Immediate use of timeouts after misbehavior.

Not recommended for attachment disordered children.

Continuous use of praise and rewards and other positive reinforcements.

Ignore minor misbehaviors when possible.

ShameWith young children who have some, but not enough, awareness of expectations and other’s needs, our discipline approaches need to be based on:

Communication of expectations and needs of others.

Restitution in order to make amends in addition to apologizing.

Develop a sense of empathy through constant discussion of emotional needs of others.

Use of logical and natural consequences to correct misbehaviors rather than
punishments.

Continuous praise for proper decisions made by child.

Using invectives, surprise rewards, and tangible rewards to reinforce specific expected behaviors.

Mature Guilt
Both children and adolescents benefit when the important adults in their lives encourage discussion of:
Usual feelings and typical reactions to other’s behaviors.

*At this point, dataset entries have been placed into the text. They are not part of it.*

use crate::{
    api::BoardApi,
    domain::{Board, BoardId, Card, CardId, Column, ColumnId, MoveCardRequest, Priority},
    error::{Result, TaskboardError},
};
use async_trait::async_trait;
use std::collections::BTreeMap;
use tokio::sync::{Mutex, MutexGuard};

/// A request received by `MemoryApi`, recorded in arrival order
#[derive(Debug, Clone, PartialEq, Eq)]
pub enum ApiCall {
    ListBoards,
    GetBoard(BoardId),
    CreateBoard,
    UpdateBoard(BoardId),
    DeleteBoard(BoardId),
    ListColumns(BoardId),
    CreateColumn,
    UpdateColumn(ColumnId),
    DeleteColumn(ColumnId),
    ReorderColumn(ColumnId, i32),
    ListCards(ColumnId),
    CreateCard,
    UpdateCard(CardId),
    DeleteCard(CardId),
    MoveCard(CardId, MoveCardRequest),
}

impl ApiCall {
    pub fn is_mutation(&self) -> bool {
        !matches!(
            self,
            Self::ListBoards | Self::GetBoard(_) | Self::ListColumns(_) | Self::ListCards(_)
        )
    }
}

#[derive(Debug)]
struct State {
    boards: Vec<Board>,
    /// Stored without nested cards
    columns: Vec<Column>,
    cards: Vec<Card>,
    next_id: i64,
    calls: Vec<ApiCall>,
    /// Requests still to pass before the armed error is returned
    fail_next: Option<(usize, TaskboardError)>,
    echo_updated_cards: bool,
}

impl Default for State {
    fn default() -> Self {
        Self {
            boards: Vec::new(),
            columns: Vec::new(),
            cards: Vec::new(),
            next_id: 1,
            calls: Vec::new(),
            fail_next: None,
            echo_updated_cards: true,
        }
    }
}

impl State {
    fn assign_id(&mut self, requested: i64) -> i64 {
        let id = if requested == 0 { self.next_id } else { requested };
        self.next_id = self.next_id.max(id + 1);
        id
    }

    fn column(&self, id: ColumnId) -> Result<&Column> {
        self.columns
            .iter()
            .find(|c| c.id == id)
            .ok_or(TaskboardError::NotFound {
                entity: "Column",
                id: id.value(),
            })
    }

    fn require_board(&self, id: BoardId) -> Result<()> {
        if self.boards.iter().any(|b| b.id == id) {
            Ok(())
        } else {
            Err(TaskboardError::NotFound {
                entity: "Board",
                id: id.value(),
            })
        }
    }

    /// Card IDs of a column, ascending by order, storage order on ties
    fn card_sequence(&self, column_id: ColumnId) -> Vec<CardId> {
        let mut cards: Vec<&Card> = self
            .cards
            .iter()
            .filter(|c| c.column_id == column_id)
            .collect();
        cards.sort_by_key(|c| c.order);
        cards.into_iter().map(|c| c.id).collect()
    }

    fn write_sequence(&mut self, column_id: ColumnId, sequence: &[CardId]) {
        for (index, id) in sequence.iter().enumerate() {
            if let Some(card) = self.cards.iter_mut().find(|c| c.id == *id) {
                card.column_id = column_id;
                card.order = index as i32 + 1;
            }
        }
    }

    fn next_card_order(&self, column_id: ColumnId) -> i32 {
        self.cards
            .iter()
            .filter(|c| c.column_id == column_id)
            .map(|c| c.order)
            .max()
            .unwrap_or(0)
            + 1
    }

    fn validate_title(title: &str, field: &str) -> Result<()> {
        if title.trim().is_empty() {
            let mut errors = BTreeMap::new();
            errors.insert(
                field.to_string(),
                vec![format!("The {} field is required.", field)],
            );
            return Err(TaskboardError::Validation {
                status: 400,
                errors,
            });
        }
        Ok(())
    }
}

/// In-process `BoardApi` with the server's semantics
///
/// Assigns IDs, keeps orders, cascades column deletion onto the board's
/// first remaining column and renumbers columns on moves. Every request is
/// recorded; `fail_next` and `fail_nth` make a later request fail with a
/// given error.
#[derive(Debug, Default)]
pub struct MemoryApi {
    state: Mutex<State>,
}

impl MemoryApi {
    pub fn new() -> Self {
        Self::default()
    }

    /// Stores a board as-is, assigning an ID when it carries the unsaved one
    pub async fn insert_board(&self, board: Board) -> Board {
        let mut state = self.state.lock().await;
        let mut board = board;
        board.id = BoardId::new(state.assign_id(board.id.value()));
        state.boards.push(board.clone());
        board
    }

    pub async fn insert_column(&self, column: Column) -> Column {
        let mut state = self.state.lock().await;
        let mut column = column;
        column.id = ColumnId::new(state.assign_id(column.id.value()));
        let cards = std::mem::take(&mut column.cards);
        state.columns.push(column.clone());
        drop(state);

        for mut card in cards {
            card.column_id = column.id;
            column.cards.push(self.insert_card(card).await);
        }
        column
    }

    pub async fn insert_card(&self, card: Card) -> Card {
        let mut state = self.state.lock().await;
        let mut card = card;
        card.id = CardId::new(state.assign_id(card.id.value()));
        state.cards.push(card.clone());
        card
    }

    pub async fn calls(&self) -> Vec<ApiCall> {
        self.state.lock().await.calls.clone()
    }

    pub async fn mutation_count(&self) -> usize {
        self.state
            .lock()
            .await
            .calls
            .iter()
            .filter(|call| call.is_mutation())
            .count()
    }

    pub async fn clear_calls(&self) {
        self.state.lock().await.calls.clear();
    }

    /// Fails the next request with `error`, after recording it
    pub async fn fail_next(&self, error: TaskboardError) {
        self.fail_nth(0, error).await;
    }

    /// Lets `skip` requests through, then fails the one after with `error`
    pub async fn fail_nth(&self, skip: usize, error: TaskboardError) {
        self.state.lock().await.fail_next = Some((skip, error));
    }

    /// When false, card updates answer without a body
    pub async fn echo_updated_cards(&self, echo: bool) {
        self.state.lock().await.echo_updated_cards = echo;
    }

    /// A stored card as the server currently holds it
    pub async fn stored_card(&self, id: CardId) -> Option<Card> {
        self.state
            .lock()
            .await
            .cards
            .iter()
            .find(|c| c.id == id)
            .cloned()
    }

    async fn begin(&self, call: ApiCall) -> Result<MutexGuard<'_, State>> {
        let mut state = self.state.lock().await;
        state.calls.push(call);
        let armed = match state.fail_next.take() {
            Some((0, error)) => Some(error),
            Some((skip, error)) => {
                state.fail_next = Some((skip - 1, error));
                None
            }
            None => None,
        };
        match armed {
            Some(error) => Err(error),
            None => Ok(state),
        }
    }
}

#[async_trait]
impl BoardApi for MemoryApi {
    async fn list_boards(&self) -> Result<Vec<Board>> {
        let state = self.begin(ApiCall::ListBoards).await?;
        Ok(state.boards.clone())
    }

    async fn get_board(&self, id: BoardId) -> Result<Board> {
        let state = self.begin(ApiCall::GetBoard(id)).await?;
        state
            .boards
            .iter()
            .find(|b| b.id == id)
            .cloned()
            .ok_or(TaskboardError::NotFound {
                entity: "Board",
                id: id.value(),
            })
    }

    async fn create_board(&self, board: &Board) -> Result<Board> {
        let mut state = self.begin(ApiCall::CreateBoard).await?;
        State::validate_title(&board.title, "Title")?;
        let id = state.assign_id(0);
        let created = Board {
            id: BoardId::new(id),
            title: board.title.clone(),
        };
        state.boards.push(created.clone());
        Ok(created)
    }

    async fn update_board(&self, id: BoardId, board: &Board) -> Result<()> {
        let mut state = self.begin(ApiCall::UpdateBoard(id)).await?;
        State::validate_title(&board.title, "Title")?;
        let stored = state
            .boards
            .iter_mut()
            .find(|b| b.id == id)
            .ok_or(TaskboardError::NotFound {
                entity: "Board",
                id: id.value(),
            })?;
        stored.title = board.title.clone();
        Ok(())
    }

    async fn delete_board(&self, id: BoardId) -> Result<()> {
        let mut state = self.begin(ApiCall::DeleteBoard(id)).await?;
        state.require_board(id)?;
        let doomed: Vec<ColumnId> = state
            .columns
            .iter()
            .filter(|c| c.board_id == id)
            .map(|c| c.id)
            .collect();
        state.boards.retain(|b| b.id != id);
        state.columns.retain(|c| c.board_id != id);
        state.cards.retain(|c| !doomed.contains(&c.column_id));
        Ok(())
    }

    async fn list_columns(&self, board_id: BoardId) -> Result<Vec<Column>> {
        let state = self.begin(ApiCall::ListColumns(board_id)).await?;
        state.require_board(board_id)?;
        Ok(state
            .columns
            .iter()
            .filter(|c| c.board_id == board_id)
            .map(|c| {
                let mut column = c.clone();
                column.cards = state
                    .cards
                    .iter()
                    .filter(|card| card.column_id == c.id)
                    .cloned()
                    .collect();
                column
            })
            .collect())
    }

    async fn create_column(&self, column: &Column) -> Result<Column> {
        let mut state = self.begin(ApiCall::CreateColumn).await?;
        State::validate_title(&column.title, "Title")?;
        state.require_board(column.board_id)?;

        let order = if column.order > 0 {
            column.order
        } else {
            state
                .columns
                .iter()
                .filter(|c| c.board_id == column.board_id)
                .count() as i32
                + 1
        };
        let id = state.assign_id(0);
        let created = Column {
            id: ColumnId::new(id),
            title: column.title.clone(),
            order,
            board_id: column.board_id,
            cards: Vec::new(),
        };
        state.columns.push(created.clone());
        Ok(created)
    }

    async fn update_column(&self, id: ColumnId, column: &Column) -> Result<()> {
        let mut state = self.begin(ApiCall::UpdateColumn(id)).await?;
        State::validate_title(&column.title, "Title")?;
        let stored = state
            .columns
            .iter_mut()
            .find(|c| c.id == id)
            .ok_or(TaskboardError::NotFound {
                entity: "Column",
                id: id.value(),
            })?;
        stored.title = column.title.clone();
        stored.order = column.order;
        Ok(())
    }

    async fn delete_column(&self, id: ColumnId) -> Result<()> {
        let mut state = self.begin(ApiCall::DeleteColumn(id)).await?;
        let board_id = state.column(id)?.board_id;
        let orphans = state.card_sequence(id);
        state.columns.retain(|c| c.id != id);

        let heir = state
            .columns
            .iter()
            .filter(|c| c.board_id == board_id)
            .min_by_key(|c| c.order)
            .map(|c| c.id);

        match heir {
            Some(heir) => {
                let mut sequence = state.card_sequence(heir);
                sequence.extend(orphans);
                state.write_sequence(heir, &sequence);
            }
            None => state.cards.retain(|c| !orphans.contains(&c.id)),
        }
        Ok(())
    }

    async fn reorder_column(&self, id: ColumnId, new_order: i32) -> Result<()> {
        let mut state = self.begin(ApiCall::ReorderColumn(id, new_order)).await?;
        let board_id = state.column(id)?.board_id;

        let mut siblings: Vec<(i32, ColumnId)> = state
            .columns
            .iter()
            .filter(|c| c.board_id == board_id && c.id != id)
            .map(|c| (c.order, c.id))
            .collect();
        siblings.sort_by_key(|(order, _)| *order);
        let mut sequence: Vec<ColumnId> = siblings.into_iter().map(|(_, id)| id).collect();
        let index = (new_order.max(1) as usize - 1).min(sequence.len());
        sequence.insert(index, id);

        for (position, column_id) in sequence.iter().enumerate() {
            if let Some(column) = state.columns.iter_mut().find(|c| c.id == *column_id) {
                column.order = position as i32 + 1;
            }
        }
        Ok(())
    }

    async fn list_cards(&self, column_id: ColumnId) -> Result<Vec<Card>> {
        let state = self.begin(ApiCall::ListCards(column_id)).await?;
        state.column(column_id)?;
        Ok(state
            .cards
            .iter()
            .filter(|c| c.column_id == column_id)
            .cloned()
            .collect())
    }

    async fn create_card(&self, card: &Card) -> Result<Card> {
        let mut state = self.begin(ApiCall::CreateCard).await?;
        State::validate_title(&card.title, "Title")?;
        state.column(card.column_id)?;

        let mut created = card.clone();
        created.id = CardId::new(state.assign_id(0));
        if created.order <= 0 {
            created.order = state.next_card_order(card.column_id);
        }
        state.cards.push(created.clone());
        Ok(created)
    }

    async fn update_card(&self, id: CardId, card: &Card) -> Result<Option<Card>> {
        let mut state = self.begin(ApiCall::UpdateCard(id)).await?;
        State::validate_title(&card.title, "Title")?;
        state.column(card.column_id)?;

        let echo = state.echo_updated_cards;
        let stored = state
            .cards
            .iter_mut()
            .find(|c| c.id == id)
            .ok_or(TaskboardError::NotFound {
                entity: "Card",
                id: id.value(),
            })?;
        stored.title = card.title.clone();
        stored.description = card.description.clone();
        stored.priority = Priority::clamped(card.priority).value();
        stored.order = card.order;
        stored.column_id = card.column_id;

        Ok(echo.then(|| stored.clone()))
    }

    async fn delete_card(&self, id: CardId) -> Result<()> {
        let mut state = self.begin(ApiCall::DeleteCard(id)).await?;
        let before = state.cards.len();
        state.cards.retain(|c| c.id != id);
        if state.cards.len() == before {
            return Err(TaskboardError::NotFound {
                entity: "Card",
                id: id.value(),
            });
        }
        Ok(())
    }

    async fn move_card(&self, id: CardId, request: &MoveCardRequest) -> Result<Option<Card>> {
        let mut state = self.begin(ApiCall::MoveCard(id, *request)).await?;
        state.column(request.new_column_id)?;
        let source = state
            .cards
            .iter()
            .find(|c| c.id == id)
            .map(|c| c.column_id)
            .ok_or(TaskboardError::NotFound {
                entity: "Card",
                id: id.value(),
            })?;

        let mut remaining = state.card_sequence(source);
        remaining.retain(|card_id| *card_id != id);
        if source != request.new_column_id {
            state.write_sequence(source, &remaining);
            remaining = state.card_sequence(request.new_column_id);
        }

        let index = (request.new_position.max(1) as usize - 1).min(remaining.len());
        remaining.insert(index, id);
        state.write_sequence(request.new_column_id, &remaining);

        Ok(state.cards.iter().find(|c| c.id == id).cloned())
    }
}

The effects of their behaviors on others.

Negotiating problems by looking at options and the consequences that might result.

Parental expectations that the child regulate his own behavior.

Behavioral consequences to actions, yet avoiding the tendency to over-punish.

Praise to continue to reinforce expected behavior.

Rewards are often the inner pleasure the child receives by meeting expectations.

With Older Children and Teens in Pleasure/Pain, Add the Following Recommendations:

An environment with clear, predictable structure in which there are immediate positive and negative consequences for wanted and unwanted behaviors.

A short published list of rules that the child has signed and dated.

The rewards and consequences to behaviors are determined by the adult and the youth.

Caregivers who act rather than react. It may be a waste of time and energy to tell
the child to do something or not to do something if the adult is not prepared to follow up with action.

Adults who will protect themselves by limiting the power the child has over them.

Adults who will find others to support their self-esteem, get away regularly, and not let the child provoke battles in adult relations.

In Addition to Basic Behavior Modification, Effective Approaches for Working With a Child Stuck in Shame Include:

Emphasize restitution to the person harmed by their behavior.

Adults must prepare for the child’s efforts to make them feel guilty for the punishment.

Using descriptive, specific praise frequently.

Deal with the child’s misbehaviors before the adult gets angry.

Disconnect how the adult feels from how the child feels. The child may be unhappy, but the adult doesn’t have to be.

Talk about feelings only when the level of conflict is low; otherwise focus on behavior.